- PROVIDED RECORDS:
_____

//! Session token lifecycle: issuance, verification, rotation, revocation.
//!
//! The manager holds no locks; every state transition goes through the
//! store's conditional writes and the manager branches on their outcome.
//! Audit, geolocation, and notification are best-effort side channels that
//! never affect the protocol.

use anyhow::{Context, Result, bail};
use chrono::Utc;
use std::net::IpAddr;
use std::sync::Arc;
use tracing::error;
use uuid::Uuid;

use crate::audit::{AuditAction, AuditEvent, AuditLog, NoopAuditLog};
use crate::codec::TokenCodec;
use crate::geo::{Geolocator, NoopGeolocator};
use crate::notify::{NoopNotificationDispatch, NotificationDispatch, SuspiciousLoginAlert};
use crate::policy::SessionPolicy;
use crate::record::{ClientMeta, SessionToken, TokenMatch};
use crate::store::{StoreError, TokenStore};
use crate::suspicion::is_suspicious_login;

/// How many fresh tokens to try before giving up on a digest collision.
const CREATE_ATTEMPTS: usize = 3;

/// A freshly issued or rotated token: the raw value for cookie delivery
/// plus the stored record.
#[derive(Clone, Debug)]
pub struct IssuedToken {
    pub raw: String,
    pub record: SessionToken,
}

/// Per-request context for [`SessionManager::verify`].
#[derive(Clone, Debug, Default)]
pub struct VerifyContext {
    pub user_agent: Option<String>,
    pub client_ip: Option<IpAddr>,
    pub path: Option<String>,
    pub mark_seen: bool,
}

impl VerifyContext {
    #[must_use]
    pub fn new() -> Self {
        Self::default()
    }

    #[must_use]
    pub fn with_user_agent(mut self, user_agent: impl Into<String>) -> Self {
        self.user_agent = Some(user_agent.into());
        self
    }

    #[must_use]
    pub fn with_client_ip(mut self, ip: IpAddr) -> Self {
        self.client_ip = Some(ip);
        self
    }

    #[must_use]
    pub fn with_path(mut self, path: impl Into<String>) -> Self {
        self.path = Some(path.into());
        self
    }

    #[must_use]
    pub fn with_mark_seen(mut self, mark_seen: bool) -> Self {
        self.mark_seen = mark_seen;
        self
    }
}

/// A successfully resolved session.
#[derive(Clone, Debug)]
pub struct VerifiedSession {
    pub record: SessionToken,
    /// Which digest the client presented.
    pub matched: TokenMatch,
    /// True when the presented token was the previous one after the current
    /// token had already been confirmed seen: either a client that missed a
    /// rotation or a replayed capture.
    pub replay_suspected: bool,
}

/// Coordinates the token rotation and verification protocol.
pub struct SessionManager {
    store: Arc<dyn TokenStore>,
    codec: TokenCodec,
    policy: Arc<dyn SessionPolicy>,
    audit: Arc<dyn AuditLog>,
    geo: Arc<dyn Geolocator>,
    notifier: Arc<dyn NotificationDispatch>,
}

impl SessionManager {
    /// Build a manager with no-op side channels; attach real ones with the
    /// `with_*` methods.
    #[must_use]
    pub fn new(
        store: Arc<dyn TokenStore>,
        codec: TokenCodec,
        policy: Arc<dyn SessionPolicy>,
    ) -> Self {
        Self {
            store,
            codec,
            policy,
            audit: Arc::new(NoopAuditLog),
            geo: Arc::new(NoopGeolocator),
            notifier: Arc::new(NoopNotificationDispatch),
        }
    }

    #[must_use]
    pub fn with_audit_log(mut self, audit: Arc<dyn AuditLog>) -> Self {
        self.audit = audit;
        self
    }

    #[must_use]
    pub fn with_geolocator(mut self, geo: Arc<dyn Geolocator>) -> Self {
        self.geo = geo;
        self
    }

    #[must_use]
    pub fn with_notifier(mut self, notifier: Arc<dyn NotificationDispatch>) -> Self {
        self.notifier = notifier;
        self
    }

    /// Issue a brand new session token for a principal.
    ///
    /// The raw value is only returned for cookie delivery; the store keeps
    /// the digest. Retries on the negligible chance of a digest collision.
    ///
    /// # Errors
    /// Returns an error if the store is unavailable or no unique token
    /// could be generated.
    pub async fn issue(
        &self,
        user_id: Uuid,
        meta: &ClientMeta,
        path: Option<&str>,
    ) -> Result<IssuedToken> {
        let now = Utc::now();
        let meta = meta.clamped();

        for _ in 0..CREATE_ATTEMPTS {
            let raw = TokenCodec::generate_token()?;
            let digest = self.codec.digest(&raw);
            match self.store.create(user_id, &digest, &meta, now).await {
                Ok(record) => {
                    self.audit
                        .record(self.event(AuditAction::Issued, &record, Some(digest), path))
                        .await;
                    return Ok(IssuedToken { raw, record });
                }
                Err(StoreError::DuplicateDigest) => {}
                Err(err) => {
                    return Err(anyhow::Error::new(err).context("failed to create session token"));
                }
            }
        }

        bail!("failed to generate a unique session token")
    }

    /// Resolve a raw token to a live session, if any.
    ///
    /// A miss is `Ok(None)`, not an error. When the previous token is
    /// presented after the current one was confirmed seen, the session is
    /// still returned with `replay_suspected` set, and one more acceptance
    /// window is re-armed on the current token.
    ///
    /// # Errors
    /// Returns an error only when the store is unavailable.
    pub async fn verify(
        &self,
        raw_token: &str,
        ctx: &VerifyContext,
    ) -> Result<Option<VerifiedSession>> {
        let now = Utc::now();
        let digest = self.codec.digest(raw_token);
        let found = self
            .store
            .find_live(&digest, self.policy.max_session_age(), now)
            .await
            .context("failed to lookup session token")?;

        let Some(mut record) = found else {
            self.audit_verbose(self.miss_event(digest, ctx)).await;
            return Ok(None);
        };

        let Some(matched) = record.classify(&digest) else {
            // find_live only returns digest matches; classify cannot fail.
            return Ok(None);
        };

        let mut replay_suspected = false;
        if matched == TokenMatch::Previous && record.seen {
            replay_suspected = true;
            let rows = self
                .store
                .try_invalidate_previous(
                    record.id,
                    &digest,
                    self.policy.previous_token_min_age(),
                    now,
                )
                .await
                .context("failed to invalidate previous token")?;
            let action = if rows > 0 {
                AuditAction::PreviousSeen
            } else {
                AuditAction::PreviousSeenUnchanged
            };
            self.audit_verbose(self.lookup_event(action, &record, digest.clone(), ctx))
                .await;
        }

        if ctx.mark_seen && matched == TokenMatch::Current && !record.seen {
            let marked = self
                .store
                .try_mark_seen(record.id, &digest, now)
                .await
                .context("failed to mark session token seen")?;
            if marked {
                // Reflect the transition locally instead of re-reading,
                // which could observe a concurrent rotation.
                record.seen = true;
                record.seen_at = Some(now);
            }
            let action = if marked {
                AuditAction::MarkedSeen
            } else {
                AuditAction::MarkSeenLost
            };
            self.audit_verbose(self.lookup_event(action, &record, digest, ctx))
                .await;
        }

        Ok(Some(VerifiedSession {
            record,
            matched,
            replay_suspected,
        }))
    }

    /// Rotate a session token to a fresh value if the store-side condition
    /// holds.
    ///
    /// On success the caller's record is updated in place and the new raw
    /// token is returned for delivery. `Ok(None)` means another request won
    /// the race or the safeguard window is still open; the existing token
    /// stays valid.
    ///
    /// # Errors
    /// Returns an error if the store is unavailable or no unique token
    /// could be generated.
    pub async fn rotate(
        &self,
        record: &mut SessionToken,
        meta: &ClientMeta,
    ) -> Result<Option<String>> {
        let now = Utc::now();
        let meta = meta.clamped();
        let safeguard = self.policy.rotation_safeguard();

        for _ in 0..CREATE_ATTEMPTS {
            let raw = TokenCodec::generate_token()?;
            let digest = self.codec.digest(&raw);
            match self
                .store
                .try_rotate(record.id, &digest, &meta, now, safeguard)
                .await
            {
                Ok(true) => {
                    record.apply_rotation(digest.clone(), &meta, now);
                    self.audit
                        .record(self.event(AuditAction::Rotated, record, Some(digest), None))
                        .await;
                    return Ok(Some(raw));
                }
                Ok(false) => return Ok(None),
                Err(StoreError::DuplicateDigest) => {}
                Err(err) => {
                    return Err(anyhow::Error::new(err).context("failed to rotate session token"));
                }
            }
        }

        bail!("failed to generate a unique session token")
    }

    /// Whether the policy calls for rotating this record now.
    #[must_use]
    pub fn due_for_rotation(&self, record: &SessionToken) -> bool {
        record.due_for_rotation(self.policy.as_ref(), Utc::now())
    }

    /// Revoke one session (logout). Idempotent.
    ///
    /// # Errors
    /// Returns an error if the store is unavailable.
    pub async fn revoke(&self, record: &SessionToken) -> Result<bool> {
        let rows = self
            .store
            .revoke(record.id)
            .await
            .context("failed to revoke session token")?;
        if rows > 0 {
            self.audit
                .record(self.event(AuditAction::Revoked, record, None, None))
                .await;
        }
        Ok(rows > 0)
    }

    /// Revoke every session owned by a principal, e.g. after a password
    /// change. Returns how many were removed.
    ///
    /// # Errors
    /// Returns an error if the store is unavailable.
    pub async fn revoke_all(&self, user_id: Uuid) -> Result<u64> {
        let rows = self
            .store
            .revoke_all_for(user_id)
            .await
            .context("failed to revoke user sessions")?;
        if rows > 0 {
            let mut event = AuditEvent::new(AuditAction::BulkRevoked);
            event.user_id = Some(user_id);
            self.audit.record(event).await;
        }
        Ok(rows)
    }

    /// Delete sessions past retention: the maximum session age plus one
    /// rotation interval, so a token that was valid at the cutoff is never
    /// deleted out from under an in-flight request.
    ///
    /// # Errors
    /// Returns an error if the store is unavailable.
    pub async fn sweep_expired(&self) -> Result<u64> {
        let retention = self.policy.max_session_age() + self.policy.rotation_interval();
        let rows = self
            .store
            .sweep_expired(retention, Utc::now())
            .await
            .context("failed to sweep expired sessions")?;
        Ok(rows)
    }

    /// Judge a fresh login and raise the suspicious-login side channel when
    /// it fires. Returns whether the login was flagged.
    ///
    /// Collaborator failures (history read, geolocation, notification) are
    /// logged and swallowed; they never fail the login.
    pub async fn confirm_login(
        &self,
        user_id: Uuid,
        privileged: bool,
        meta: &ClientMeta,
    ) -> bool {
        let Some(client_ip) = meta.client_ip else {
            return false;
        };
        let suspicious = is_suspicious_login(
            self.audit.as_ref(),
            self.geo.as_ref(),
            user_id,
            privileged,
            client_ip,
        )
        .await;
        if !suspicious {
            return false;
        }

        let mut event = AuditEvent::new(AuditAction::SuspiciousLogin);
        event.user_id = Some(user_id);
        event.client_ip = Some(client_ip);
        event.user_agent.clone_from(&meta.user_agent);
        self.audit.record(event).await;

        let alert = SuspiciousLoginAlert {
            user_id,
            client_ip,
            user_agent: meta.user_agent.clone(),
        };
        if let Err(err) = self.notifier.enqueue(alert).await {
            error!("Failed to enqueue suspicious login alert: {err}");
        }
        true
    }

    fn event(
        &self,
        action: AuditAction,
        record: &SessionToken,
        digest: Option<Vec<u8>>,
        path: Option<&str>,
    ) -> AuditEvent {
        let mut event = AuditEvent::new(action);
        event.record_id = Some(record.id);
        event.user_id = Some(record.user_id);
        event.digest = digest;
        event.user_agent.clone_from(&record.user_agent);
        event.client_ip = record.client_ip;
        event.path = path.map(str::to_string);
        event
    }

    fn lookup_event(
        &self,
        action: AuditAction,
        record: &SessionToken,
        digest: Vec<u8>,
        ctx: &VerifyContext,
    ) -> AuditEvent {
        let mut event = AuditEvent::new(action);
        event.record_id = Some(record.id);
        event.user_id = Some(record.user_id);
        event.digest = Some(digest);
        event.user_agent.clone_from(&ctx.user_agent);
        event.client_ip = ctx.client_ip;
        event.path.clone_from(&ctx.path);
        event
    }

    fn miss_event(&self, digest: Vec<u8>, ctx: &VerifyContext) -> AuditEvent {
        let mut event = AuditEvent::new(AuditAction::Missed);
        event.digest = Some(digest);
        event.user_agent.clone_from(&ctx.user_agent);
        event.client_ip = ctx.client_ip;
        event.path.clone_from(&ctx.path);
        event
    }

    async fn audit_verbose(&self, event: AuditEvent) {
        if self.policy.verbose_audit_enabled() {
            self.audit.record(event).await;
        }
    }
}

_____

- TASK PROMPT:
Filter the listing by the string "anyhow"; copy each matching line.

- TASK RESPONSE:
use anyhow::{Context, Result, bail};
                    return Err(anyhow::Error::new(err).context("failed to create session token"));
                    return Err(anyhow::Error::new(err).context("failed to rotate session token"));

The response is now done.